Train models with different hidden layer sizes.

In [None]:
hidden_sizes = [16, 32, 64]
size_results = {}

for hidden_size in hidden_sizes:
    # YOUR CODE HERE
    # Create model with current hidden_size
    model = ...  # BanknoteClassifier with hidden_size
    criterion = nn.BCEWithLogitsLoss()
    optimizer = optim.Adam(model.parameters(), lr=0.001)
    
    losses = []
    for epoch in range(50):
        model.train()
        optimizer.zero_grad()
        outputs = model(X_train_t)
        loss = criterion(outputs, y_train_t)
        loss.backward()
        optimizer.step()
        losses.append(loss.item())
    
    size_results[hidden_size] = losses
    print(f"Hidden Size = {hidden_size}: Final Loss = {losses[-1]:.4f}, Params = {count_parameters(model)}")

In [None]:
# Plot comparison
plt.figure(figsize=(10, 5))
for size, losses in size_results.items():
    plt.plot(losses, label=f'Hidden = {size}')
plt.xlabel('Epoch')
plt.ylabel('Loss')
plt.title('Hidden Layer Size Comparison')
plt.legend()
plt.grid(True, alpha=0.3)
plt.show()

---
## Exercise 4: Evaluation

Evaluate your model on the test set and compute metrics.

### 4.1 Train Final Model

Train a final model with your best hyperparameters.

In [None]:
# Train final model
final_model = BanknoteClassifier(hidden_size=32)
criterion = nn.BCEWithLogitsLoss()
optimizer = optim.Adam(final_model.parameters(), lr=0.001)

num_epochs = 100
for epoch in range(num_epochs):
    final_model.train()
    optimizer.zero_grad()
    outputs = final_model(X_train_t)
    loss = criterion(outputs, y_train_t)
    loss.backward()
    optimizer.step()

print(f"Training complete. Final loss: {loss.item():.4f}")

### 4.2 Make Predictions

Get predictions on the test set. Remember:
- Use `model.eval()` and `torch.no_grad()`
- Apply sigmoid to convert logits to probabilities
- Threshold at 0.5 to get binary predictions

In [None]:
# YOUR CODE HERE
final_model.eval()
with torch.no_grad():
    # Get logits
    logits = ...  # Forward pass on X_test_t
    # Convert to probabilities using sigmoid
    probs = ...  # torch.sigmoid(logits)
    # Convert to binary predictions (threshold = 0.5)
    predictions = ...  # (probs >= 0.5).float()
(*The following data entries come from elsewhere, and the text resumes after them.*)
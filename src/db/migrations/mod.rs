//! Schema migrations for the local database.
//!
//! Each migration is a pair of embedded SQL files:
//! - `migration_NN_up.sql` moves the schema from version `NN-1` to `NN`
//! - `migration_NN_down.sql` moves the schema from version `NN` back to `NN-1`

use anyhow::{bail, Context};
use sqlx::{Executor, SqlitePool};
use tracing::debug;

use crate::Result;

/// The schema version that this build of the app expects.
pub(crate) const CURRENT_VERSION: i32 = 2;

struct Migration {
    version: i32,
    up_sql: &'static str,
    down_sql: &'static str,
}

const MIGRATIONS: &[Migration] = &[
    Migration {
        version: 1,
        up_sql: include_str!("migration_01_up.sql"),
        down_sql: include_str!("migration_01_down.sql"),
    },
    Migration {
        version: 2,
        up_sql: include_str!("migration_02_up.sql"),
        down_sql: include_str!("migration_02_down.sql"),
    },
];

/// One SQL script and the version recorded once it has been applied.
#[derive(Debug, Clone, Copy, PartialEq, Eq)]
struct Step {
    sql: &'static str,
    resulting_version: i32,
}

/// Moves the schema from `from` to `to`, up or down. Every step commits together with its
/// `schema_version` row, so an interrupted run leaves the database at a known version.
pub(crate) async fn run(pool: &SqlitePool, from: i32, to: i32) -> Result<()> {
    let steps = plan(from, to)?;
    if steps.is_empty() {
        debug!("Schema already at version {to}");
        return Ok(());
    }
    for step in steps {
        debug!("Migrating schema to version {:02}", step.resulting_version);
        apply(pool, step).await?;
    }
    debug!("Schema now at version {to}");
    Ok(())
}

/// Resolves the ordered steps between two versions. Fails before anything runs if a migration
/// in the range is missing.
fn plan(from: i32, to: i32) -> Result<Vec<Step>> {
    let find = |version: i32| {
        MIGRATIONS
            .iter()
            .find(|m| m.version == version)
            .with_context(|| {
                format!("Migration {version} is required to go from version {from} to {to}")
            })
    };

    let mut steps = Vec::new();
    if from < to {
        for version in (from + 1)..=to {
            steps.push(Step {
                sql: find(version)?.up_sql,
                resulting_version: version,
            });
        }
    } else if from > to {
        if to < 0 {
            bail!("Cannot migrate to negative schema version {to}");
        }
        for version in ((to + 1)..=from).rev() {
            steps.push(Step {
                sql: find(version)?.down_sql,
                resulting_version: version - 1,
            });
        }
    }
    Ok(steps)
}

async fn apply(pool: &SqlitePool, step: Step) -> Result<()> {
    let mut tx = pool
        .begin()
        .await
        .context("Failed to begin migration transaction")?;

    tx.execute(step.sql)
        .await
        .with_context(|| format!("Failed to migrate to version {}", step.resulting_version))?;

    sqlx::query("DELETE FROM schema_version")
        .execute(&mut *tx)
        .await
        .context("Failed to clear schema_version")?;
    sqlx::query("INSERT INTO schema_version (version) VALUES (?)")
        .bind(step.resulting_version)
        .execute(&mut *tx)
        .await
        .context("Failed to record schema_version")?;

    tx.commit()
        .await
        .context("Failed to commit migration transaction")
}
# Convert to numpy for sklearn metrics
y_true = y_test_t.numpy().flatten()
y_pred = predictions.numpy().flatten()

print(f"Sample predictions: {y_pred[:10]}")
print(f"Sample ground truth: {y_true[:10]}")

### 4.3 Calculate Metrics

Compute accuracy, precision, recall, and F1 score.

In [None]:
# YOUR CODE HERE
accuracy = ...  # accuracy_score(y_true, y_pred)
precision = ...  # precision_score(y_true, y_pred)
recall = ...  # recall_score(y_true, y_pred)
f1 = ...  # f1_score(y_true, y_pred)

print(f"Test Set Metrics:")
print(f"  Accuracy:  {accuracy:.4f}")
print(f"  Precision: {precision:.4f}")
print(f"  Recall:    {recall:.4f}")
print(f"  F1 Score:  {f1:.4f}")

In [None]:
# Verification
assert accuracy > 0.9, f"Accuracy should be > 90%, got {accuracy:.2%}"
print("4.3 Passed! Your model achieves good performance.")

### 4.4 Plot Confusion Matrix

Visualize the confusion matrix to understand model errors.

In [None]:
# YOUR CODE HERE
cm = ...  # confusion_matrix(y_true, y_pred)
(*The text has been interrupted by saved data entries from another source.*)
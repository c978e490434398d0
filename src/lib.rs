pub mod cli;
pub mod downloader;
pub mod logging;

pub use downloader::{
    DownloadError, DownloadJob, DownloaderConfig, JobEvent, JobReport, JobRunner, Orchestrator,
    OutputKind, QualityPreference,
};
plt.figure(figsize=(8, 6))
plt.imshow(cm, interpolation='nearest', cmap='Blues')
plt.title('Confusion Matrix')
plt.colorbar()
plt.xlabel('Predicted Label')
plt.ylabel('True Label')

# Add text annotations
for i in range(2):
    for j in range(2):
        plt.text(j, i, str(cm[i, j]), ha='center', va='center', fontsize=20)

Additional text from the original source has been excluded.